Source records
# # # #

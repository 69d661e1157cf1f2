//! Binary — bytes written as base-64 between single quotes

use std::fmt;
use std::str::FromStr;

use crate::codex::{base16_encode, base64_decode, base64_encode, random_bytes};
use crate::{Error, Result};

#[derive(Debug, Clone, PartialEq, Eq, PartialOrd, Ord, Hash, Default)]
pub struct Binary(Vec<u8>);

impl Binary {
    pub fn new(bytes: Vec<u8>) -> Binary {
        Binary(bytes)
    }

    pub fn random(size: usize) -> Binary {
        Binary(random_bytes(size))
    }

    pub fn as_bytes(&self) -> &[u8] {
        &self.0
    }

    pub fn len(&self) -> usize {
        self.0.len()
    }

    pub fn is_empty(&self) -> bool {
        self.0.is_empty()
    }

    /// Canonical base-64 body, without quotes or line breaks
    pub fn to_base64(&self) -> String {
        base64_encode(&self.0)
    }

    pub fn to_base16(&self) -> String {
        base16_encode(&self.0)
    }
}

impl From<Vec<u8>> for Binary {
    fn from(bytes: Vec<u8>) -> Self {
        Binary(bytes)
    }
}

impl fmt::Display for Binary {
    fn fmt(&self, f: &mut fmt::Formatter) -> fmt::Result {
        write!(f, "'{}'", self.to_base64())
    }
}

impl FromStr for Binary {
    type Err = Error;

    fn from_str(text: &str) -> Result<Self> {
        let body = text
            .strip_prefix('\'')
            .and_then(|rest| rest.strip_suffix('\''))
            .ok_or_else(|| Error::value("binary", text, "must be enclosed in single quotes"))?;
        let bytes = base64_decode(body)
            .map_err(|e| Error::value("binary", text, e.to_string()))?;
        Ok(Binary(bytes))
    }
}

#[cfg(test)]
mod tests {
    use super::*;

    #[test]
    fn test_multi_line_body_is_canonicalized() {
        let binary: Binary = "'\n    AQID\n    BA==\n'".parse().unwrap();
        assert_eq!(binary.as_bytes(), &[1, 2, 3, 4]);
        assert_eq!(binary.to_string(), "'AQIDBA=='");
        assert_eq!(binary.to_base16(), "01020304");
    }

    #[test]
    fn test_empty_and_random() {
        let empty: Binary = "''".parse().unwrap();
        assert!(empty.is_empty());
        assert_eq!(empty.to_string(), "''");
        assert_eq!(Binary::random(32).len(), 32);
    }

    #[test]
    fn test_rejects_malformed() {
        assert!("AQID".parse::<Binary>().is_err());
        assert!("'AQ*D'".parse::<Binary>().is_err());
        assert!("'AQI'".parse::<Binary>().is_err());
    }
}
// SPDX-License-Identifier: MIT OR Apache-2.0
//! Environment-driven configuration for the agent-helm runtime.
//!
//! The runtime is configured entirely through environment variables (it is
//! deployed as a stateless container). [`HelmConfig::from_env`] reads every
//! knob with a sensible default, and [`HelmConfig::validate`] returns
//! advisory [`ConfigWarning`]s for settings that work but deserve attention.

#![deny(unsafe_code)]
#![warn(missing_docs)]

use serde::Serialize;
use std::collections::BTreeMap;
use std::time::Duration;

// ---------------------------------------------------------------------------
// Sections
// ---------------------------------------------------------------------------

/// Model tier names resolved from the environment.
#[derive(Debug, Clone, PartialEq, Eq, Serialize)]
pub struct ModelTiers {
    /// Cheap tier used for compaction, skill tests, summaries.
    pub cheap: String,
    /// Default tier for ordinary executions.
    pub default: String,
    /// Best tier, selectable per request.
    pub best: String,
    /// Fallback `(provider/model)` tried after the primary is exhausted.
    pub fallback: String,
}

impl Default for ModelTiers {
    fn default() -> Self {
        Self {
            cheap: "gpt-4o-mini".to_string(),
            default: "gpt-4o-mini".to_string(),
            best: "gpt-4o".to_string(),
            fallback: "anthropic/claude-3-5-haiku".to_string(),
        }
    }
}

/// Retry discipline for outbound model calls.
#[derive(Debug, Clone, Copy, PartialEq, Serialize)]
pub struct RetryConfig {
    /// Attempts against the primary before failing over.
    pub max_attempts: u32,
    /// Base delay for attempt 0.
    pub base_delay_ms: u64,
    /// Ceiling on the exponential delay.
    pub max_delay_ms: u64,
    /// Jitter applied to each delay, as a fraction of the delay.
    pub jitter: f64,
}

impl Default for RetryConfig {
    fn default() -> Self {
        Self {
            max_attempts: 3,
            base_delay_ms: 250,
            max_delay_ms: 8_000,
            jitter: 0.2,
        }
    }
}

/// OIDC settings for the ops read API.
#[derive(Debug, Clone, Default, PartialEq, Eq, Serialize)]
pub struct OpsAuthConfig {
    /// Expected `iss` claim.
    pub issuer: Option<String>,
    /// Expected `aud` claim.
    pub audience: Option<String>,
    /// JWKS endpoint for signature keys.
    pub jwks_url: Option<String>,
    /// Claim carrying the caller's role(s).
    pub role_claim: String,
    /// Claim carrying the caller's tenant.
    pub tenant_claim: String,
    /// Claim carrying the caller's workspace scope.
    pub workspace_claim: String,
    /// Claim listing tenants an admin may read across.
    pub allowed_tenants_claim: String,
}

// ---------------------------------------------------------------------------
// HelmConfig
// ---------------------------------------------------------------------------

/// Top-level runtime configuration.
#[derive(Debug, Clone, PartialEq, Serialize)]
pub struct HelmConfig {
    /// TCP port the daemon binds.
    pub port: u16,
    /// Base URL of the control plane.
    pub control_plane_url: String,
    /// Shared daemon key; when set, every agent request must carry it.
    #[serde(skip_serializing)]
    pub daemon_key: Option<String>,
    /// Symmetric secret for minting/validating agent identity tokens.
    #[serde(skip_serializing)]
    pub jwt_secret: Option<String>,
    /// Default provider when a model string has no `provider/` prefix.
    pub default_provider: String,
    /// Model tier names.
    pub model_tiers: ModelTiers,
    /// API keys per provider name.
    #[serde(skip_serializing)]
    pub provider_keys: BTreeMap<String, String>,
    /// Root of the on-disk workspace tree.
    pub workspace_path: String,
    /// Path of the embedded store file.
    pub store_path: String,
    /// Task title used when a request names none.
    pub default_task_title: String,
    /// Retry knobs.
    pub retry: RetryConfig,
    /// Warn when the prompt estimate exceeds this share of the model window
    /// (percentage, 0–100).
    pub context_warning_pct: u8,
    /// Per-file truncation cap for workspace files, in characters.
    pub workspace_file_char_limit: usize,
    /// Default timezone for the time-context block.
    pub default_timezone: String,
    /// Whether prompts get a current-time block at all.
    pub time_context_enabled: bool,
    /// Tool proxy deadline.
    pub tool_timeout: Duration,
    /// Cap on tool rounds within one execution.
    pub max_tool_rounds: u32,
    /// Redaction salt for the hash strategy.
    #[serde(skip_serializing)]
    pub redaction_salt: String,
    /// Ops read API auth settings.
    pub ops_auth: OpsAuthConfig,
}

impl Default for HelmConfig {
    fn default() -> Self {
        Self {
            port: 8170,
            control_plane_url: "http://127.0.0.1:3000".to_string(),
            daemon_key: None,
            jwt_secret: None,
            default_provider: "openai".to_string(),
            model_tiers: ModelTiers::default(),
            provider_keys: BTreeMap::new(),
            workspace_path: "./workspace".to_string(),
            store_path: "./data/helm.db".to_string(),
            default_task_title: "Agent chat".to_string(),
            retry: RetryConfig::default(),
            context_warning_pct: 80,
            workspace_file_char_limit: 20_000,
            default_timezone: "UTC".to_string(),
            time_context_enabled: true,
            tool_timeout: Duration::from_secs(30),
            max_tool_rounds: 5,
            redaction_salt: "helm".to_string(),
            ops_auth: OpsAuthConfig {
                role_claim: "roles".to_string(),
                tenant_claim: "tenant_id".to_string(),
                workspace_claim: "workspace_id".to_string(),
                allowed_tenants_claim: "allowed_tenants".to_string(),
                ..OpsAuthConfig::default()
            },
        }
    }
}

/// Advisory issues that do not prevent startup but deserve attention.
#[derive(Debug, Clone, PartialEq, Eq)]
pub enum ConfigWarning {
    /// No daemon key: agent endpoints accept unauthenticated traffic.
    DaemonKeyUnset,
    /// No JWT secret: agent tokens cannot be minted or validated.
    JwtSecretUnset,
    /// No API key for a provider named in the model tiers.
    ProviderKeyMissing {
        /// Provider lacking a key.
        provider: String,
    },
    /// Tool timeout is unusually large.
    LargeToolTimeout {
        /// Configured value in seconds.
        secs: u64,
    },
}

impl std::fmt::Display for ConfigWarning {
    fn fmt(&self, f: &mut std::fmt::Formatter<'_>) -> std::fmt::Result {
        match self {
            Self::DaemonKeyUnset => write!(f, "HELM_DAEMON_KEY unset; agent endpoints are open"),
            Self::JwtSecretUnset => write!(f, "HELM_JWT_SECRET unset; agent tokens disabled"),
            Self::ProviderKeyMissing { provider } => {
                write!(f, "no API key configured for provider '{provider}'")
            }
            Self::LargeToolTimeout { secs } => {
                write!(f, "tool timeout is unusually large ({secs}s)")
            }
        }
    }
}

impl HelmConfig {
    /// Load configuration from the process environment.
    ///
    /// Every variable has a default; malformed numeric values fall back to
    /// the default rather than failing startup.
    #[must_use]
    pub fn from_env() -> Self {
        let mut cfg = Self::default();

        if let Some(v) = env_parse::<u16>("HELM_PORT") {
            cfg.port = v;
        }
        if let Ok(v) = std::env::var("HELM_CONTROL_PLANE_URL") {
            cfg.control_plane_url = v.trim_end_matches('/').to_string();
        }
        cfg.daemon_key = std::env::var("HELM_DAEMON_KEY").ok().filter(|s| !s.is_empty());
        cfg.jwt_secret = std::env::var("HELM_JWT_SECRET").ok().filter(|s| !s.is_empty());
        if let Ok(v) = std::env::var("HELM_DEFAULT_PROVIDER") {
            cfg.default_provider = v;
        }
        if let Ok(v) = std::env::var("HELM_MODEL_CHEAP") {
            cfg.model_tiers.cheap = v;
        }
        if let Ok(v) = std::env::var("HELM_MODEL_DEFAULT") {
            cfg.model_tiers.default = v;
        }
        if let Ok(v) = std::env::var("HELM_MODEL_BEST") {
            cfg.model_tiers.best = v;
        }
        if let Ok(v) = std::env::var("HELM_MODEL_FALLBACK") {
            cfg.model_tiers.fallback = v;
        }
        for (provider, var) in [
            ("openai", "OPENAI_API_KEY"),
            ("anthropic", "ANTHROPIC_API_KEY"),
            ("openrouter", "OPENROUTER_API_KEY"),
        ] {
            if let Ok(key) = std::env::var(var)
                && !key.is_empty()
            {
                cfg.provider_keys.insert(provider.to_string(), key);
            }
        }
        if let Ok(v) = std::env::var("HELM_WORKSPACE_PATH") {
            cfg.workspace_path = v;
        }
        if let Ok(v) = std::env::var("HELM_STORE_PATH") {
            cfg.store_path = v;
        }
        if let Ok(v) = std::env::var("HELM_DEFAULT_TASK_TITLE") {
            cfg.default_task_title = v;
        }
        if let Some(v) = env_parse::<u32>("HELM_RETRY_ATTEMPTS") {
            cfg.retry.max_attempts = v.max(1);
        }
        if let Some(v) = env_parse::<u64>("HELM_RETRY_BASE_MS") {
            cfg.retry.base_delay_ms = v;
        }
        if let Some(v) = env_parse::<u64>("HELM_RETRY_MAX_MS") {
            cfg.retry.max_delay_ms = v;
        }
        if let Some(v) = env_parse::<f64>("HELM_RETRY_JITTER") {
            cfg.retry.jitter = v.clamp(0.0, 1.0);
        }
        if let Some(v) = env_parse::<u8>("HELM_CONTEXT_WARNING_PCT") {
            cfg.context_warning_pct = v.min(100);
        }
        if let Some(v) = env_parse::<usize>("HELM_WORKSPACE_FILE_CHAR_LIMIT") {
            cfg.workspace_file_char_limit = v;
        }
        if let Ok(v) = std::env::var("HELM_DEFAULT_TIMEZONE") {
            cfg.default_timezone = v;
        }
        if let Ok(v) = std::env::var("HELM_TIME_CONTEXT") {
            cfg.time_context_enabled = v != "0" && !v.eq_ignore_ascii_case("false");
        }
        if let Some(v) = env_parse::<u64>("HELM_TOOL_TIMEOUT_MS") {
            cfg.tool_timeout = Duration::from_millis(v);
        }
        if let Some(v) = env_parse::<u32>("HELM_MAX_TOOL_ROUNDS") {
            cfg.max_tool_rounds = v.max(1);
        }
        if let Ok(v) = std::env::var("HELM_REDACTION_SALT") {
            cfg.redaction_salt = v;
        }

        cfg.ops_auth.issuer = std::env::var("HELM_OPS_ISSUER").ok();
        cfg.ops_auth.audience = std::env::var("HELM_OPS_AUDIENCE").ok();
        cfg.ops_auth.jwks_url = std::env::var("HELM_OPS_JWKS_URL").ok();
        if let Ok(v) = std::env::var("HELM_OPS_ROLE_CLAIM") {
            cfg.ops_auth.role_claim = v;
        }
        if let Ok(v) = std::env::var("HELM_OPS_TENANT_CLAIM") {
            cfg.ops_auth.tenant_claim = v;
        }
        if let Ok(v) = std::env::var("HELM_OPS_WORKSPACE_CLAIM") {
            cfg.ops_auth.workspace_claim = v;
        }
        if let Ok(v) = std::env::var("HELM_OPS_ALLOWED_TENANTS_CLAIM") {
            cfg.ops_auth.allowed_tenants_claim = v;
        }

        cfg
    }

    /// Validate the configuration, returning advisory warnings.
    #[must_use]
    pub fn validate(&self) -> Vec<ConfigWarning> {
        let mut warnings = Vec::new();
        if self.daemon_key.is_none() {
            warnings.push(ConfigWarning::DaemonKeyUnset);
        }
        if self.jwt_secret.is_none() {
            warnings.push(ConfigWarning::JwtSecretUnset);
        }
        if !self.provider_keys.contains_key(&self.default_provider) {
            warnings.push(ConfigWarning::ProviderKeyMissing {
                provider: self.default_provider.clone(),
            });
        }
        if self.tool_timeout > Duration::from_secs(120) {
            warnings.push(ConfigWarning::LargeToolTimeout {
                secs: self.tool_timeout.as_secs(),
            });
        }
        warnings
    }

    /// API key for `provider`, if configured.
    #[must_use]
    pub fn provider_key(&self, provider: &str) -> Option<&str> {
        self.provider_keys.get(provider).map(String::as_str)
    }
}

fn env_parse<T: std::str::FromStr>(name: &str) -> Option<T> {
    std::env::var(name).ok()?.parse().ok()
}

# # # #

EXERCISE DIRECTIONS
Look through the entries above. Copy each line in which the string "usize" occurs.

WRITTEN SOLUTION
    pub fn random(size: usize) -> Binary {
    pub fn len(&self) -> usize {
    pub workspace_file_char_limit: usize,
        if let Some(v) = env_parse::<usize>("HELM_WORKSPACE_FILE_CHAR_LIMIT") {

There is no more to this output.